*** Opening of Input material ***

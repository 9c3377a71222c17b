//! Per-process signal state.
//!
//! Grounded on `original_source/src/include/core/proc.h`'s `PROC_SIG_*`
//! numbering and `signal_handler_t`: a fixed 32-signal namespace, three
//! 64-bit masks (pending/blocked/caught) and a handler table. `SIGKILL`
//! and `SIGSTOP` reject [`SignalState::set_handler`] exactly as the source
//! refuses to let those two be replaced.

/// Number of distinct signal numbers (`PROC_NSIG`).
pub const NSIG: u32 = 32;

/// Hangup detected on controlling terminal.
pub const SIGHUP: u32 = 1;
/// Interrupt from keyboard.
pub const SIGINT: u32 = 2;
/// Quit from keyboard.
pub const SIGQUIT: u32 = 3;
/// Illegal instruction.
pub const SIGILL: u32 = 4;
/// Trace/breakpoint trap.
pub const SIGTRAP: u32 = 5;
/// Abort signal.
pub const SIGABRT: u32 = 6;
/// Bus error.
pub const SIGBUS: u32 = 7;
/// Floating-point exception.
pub const SIGFPE: u32 = 8;
/// Kill signal. Cannot be caught, blocked, or ignored.
pub const SIGKILL: u32 = 9;
/// User-defined signal 1.
pub const SIGUSR1: u32 = 10;
/// Segmentation fault.
pub const SIGSEGV: u32 = 11;
/// User-defined signal 2.
pub const SIGUSR2: u32 = 12;
/// Broken pipe.
pub const SIGPIPE: u32 = 13;
/// Timer signal.
pub const SIGALRM: u32 = 14;
/// Termination signal.
pub const SIGTERM: u32 = 15;
/// Child stopped or terminated.
pub const SIGCHLD: u32 = 17;
/// Continue if stopped.
pub const SIGCONT: u32 = 18;
/// Stop process. Cannot be caught, blocked, or ignored.
pub const SIGSTOP: u32 = 19;

fn bit(sig: u32) -> u64 {
    debug_assert!(sig >= 1 && sig < NSIG, "signal number out of range: {sig}");
    1u64 << sig
}

/// What happens when a signal is delivered.
#[derive(Debug, Clone, Copy, PartialEq, Eq)]
pub enum Disposition {
    /// Run the process's default action (usually termination).
    Default,
    /// Drop the signal silently.
    Ignore,
    /// Invoke a user-installed handler, identified by an opaque address
    /// the architecture-specific trap-return path interprets.
    Handler(u64),
}

/// Signals whose default action is to be ignored rather than terminate the
/// process, matching the source's implicit treatment of `SIGCHLD`.
fn default_is_ignored(sig: u32) -> bool {
    sig == SIGCHLD || sig == SIGCONT
}

/// One process's signal-handling state: 32 dispositions plus the
/// pending/blocked/caught bitmasks.
#[derive(Debug, Clone)]
pub struct SignalState {
    handlers: [Disposition; NSIG as usize],
    pending: u64,
    blocked: u64,
    caught: u64,
}

impl Default for SignalState {
    fn default() -> Self {
        Self::new()
    }
}

impl SignalState {
    /// Creates signal state with every signal at its default disposition
    /// and nothing pending, blocked, or caught.
    #[must_use]
    pub const fn new() -> Self {
        Self {
            handlers: [Disposition::Default; NSIG as usize],
            pending: 0,
            blocked: 0,
            caught: 0,
        }
    }

    /// Installs `disposition` for `sig`.
    ///
    /// # Errors
    /// Returns `Err(())` for `SIGKILL`/`SIGSTOP`, which can never have
    /// their handler replaced.
    pub fn set_handler(&mut self, sig: u32, disposition: Disposition) -> Result<(), ()> {
        if sig == SIGKILL || sig == SIGSTOP {
            return Err(());
        }
        self.handlers[sig as usize] = disposition;
        if matches!(disposition, Disposition::Handler(_)) {
            self.caught |= bit(sig);
        } else {
            self.caught &= !bit(sig);
        }
        Ok(())
    }

    /// The disposition currently installed for `sig`.
    #[must_use]
    pub fn handler(&self, sig: u32) -> Disposition {
        self.handlers[sig as usize]
    }

    /// Marks `sig` pending. Returns `true` if the signal was not already
    /// pending (used by the caller to decide whether to wake a sleeper).
    pub fn raise(&mut self, sig: u32) -> bool {
        let was_pending = self.pending & bit(sig) != 0;
        self.pending |= bit(sig);
        !was_pending
    }

    /// Sets which signals are blocked from delivery.
    pub fn set_blocked(&mut self, mask: u64) {
        self.blocked = mask;
    }

    /// Adds `sig` to the blocked set.
    pub fn block(&mut self, sig: u32) {
        self.blocked |= bit(sig);
    }

    /// Removes `sig` from the blocked set.
    pub fn unblock(&mut self, sig: u32) {
        self.blocked &= !bit(sig);
    }

    /// `true` if any unblocked signal is pending.
    #[must_use]
    pub fn has_deliverable(&self) -> bool {
        self.pending & !self.blocked != 0
    }

    /// Takes the lowest-numbered pending-and-unblocked signal, clearing its
    /// pending bit and returning it with its current disposition. Signals
    /// whose default action is to be ignored (`SIGCHLD`, `SIGCONT`) are
    /// drained without ever being returned, matching the source's treatment
    /// of "ignore for default-ignored signals".
    pub fn take_deliverable(&mut self) -> Option<(u32, Disposition)> {
        loop {
            let ready = self.pending & !self.blocked;
            if ready == 0 {
                return None;
            }
            let sig = ready.trailing_zeros();
            self.pending &= !bit(sig);
            let disposition = self.handlers[sig as usize];
            if disposition == Disposition::Default && default_is_ignored(sig) {
                continue;
            }
            return Some((sig, disposition));
        }
    }

    /// Raw pending mask, for `proc_dump_signals`-style introspection.
    #[must_use]
    pub const fn pending_mask(&self) -> u64 {
        self.pending
    }

    /// Raw blocked mask.
    #[must_use]
    pub const fn blocked_mask(&self) -> u64 {
        self.blocked
    }

    /// Raw caught mask (signals with a user handler installed).
    #[must_use]
    pub const fn caught_mask(&self) -> u64 {
        self.caught
    }
}

#[cfg(test)]
mod tests {
    use super::*;

    #[test]
    fn fresh_state_has_nothing_pending() {
        let st = SignalState::new();
        assert!(!st.has_deliverable());
    }

    #[test]
    fn sigkill_and_sigstop_reject_handler_install() {
        let mut st = SignalState::new();
        assert!(st.set_handler(SIGKILL, Disposition::Ignore).is_err());
        assert!(st.set_handler(SIGSTOP, Disposition::Handler(0x1000)).is_err());
        assert!(st.set_handler(SIGTERM, Disposition::Ignore).is_ok());
    }

    #[test]
    fn raise_then_take_roundtrips() {
        let mut st = SignalState::new();
        assert!(st.raise(SIGTERM));
        assert!(st.has_deliverable());
        let (sig, disp) = st.take_deliverable().unwrap();
        assert_eq!(sig, SIGTERM);
        assert_eq!(disp, Disposition::Default);
        assert!(!st.has_deliverable());
    }

    #[test]
    fn raise_twice_reports_already_pending() {
        let mut st = SignalState::new();
        assert!(st.raise(SIGUSR1));
        assert!(!st.raise(SIGUSR1));
    }

    #[test]
    fn blocked_signal_is_not_deliverable() {
        let mut st = SignalState::new();
        st.block(SIGINT);
        st.raise(SIGINT);
        assert!(!st.has_deliverable());
        st.unblock(SIGINT);
        assert!(st.has_deliverable());
    }

    #[test]
    fn default_ignored_signal_is_drained_without_delivery() {
        let mut st = SignalState::new();
        st.raise(SIGCHLD);
        assert_eq!(st.take_deliverable(), None);
        assert_eq!(st.pending_mask(), 0);
    }

    #[test]
    fn lowest_numbered_signal_delivered_first() {
        let mut st = SignalState::new();
        st.raise(SIGTERM);
        st.raise(SIGINT);
        let (sig, _) = st.take_deliverable().unwrap();
        assert_eq!(sig, SIGINT);
    }

    #[test]
    fn handler_disposition_is_reported_on_delivery() {
        let mut st = SignalState::new();
        st.set_handler(SIGUSR2, Disposition::Handler(0xdead_beef)).unwrap();
        st.raise(SIGUSR2);
        assert_eq!(
            st.take_deliverable(),
            Some((SIGUSR2, Disposition::Handler(0xdead_beef)))
        );
    }
}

*** Close of Input material ***

How to complete this task: Print exactly, and only, the lines beginning at the top of the listing and ending at the line with "on controlling terminal.".

Your solution:
repository 9c3377a71222c17b
//! Per-process signal state.
//!
//! Grounded on `original_source/src/include/core/proc.h`'s `PROC_SIG_*`
//! numbering and `signal_handler_t`: a fixed 32-signal namespace, three
//! 64-bit masks (pending/blocked/caught) and a handler table. `SIGKILL`
//! and `SIGSTOP` reject [`SignalState::set_handler`] exactly as the source
//! refuses to let those two be replaced.

/// Number of distinct signal numbers (`PROC_NSIG`).
pub const NSIG: u32 = 32;

/// Hangup detected on controlling terminal.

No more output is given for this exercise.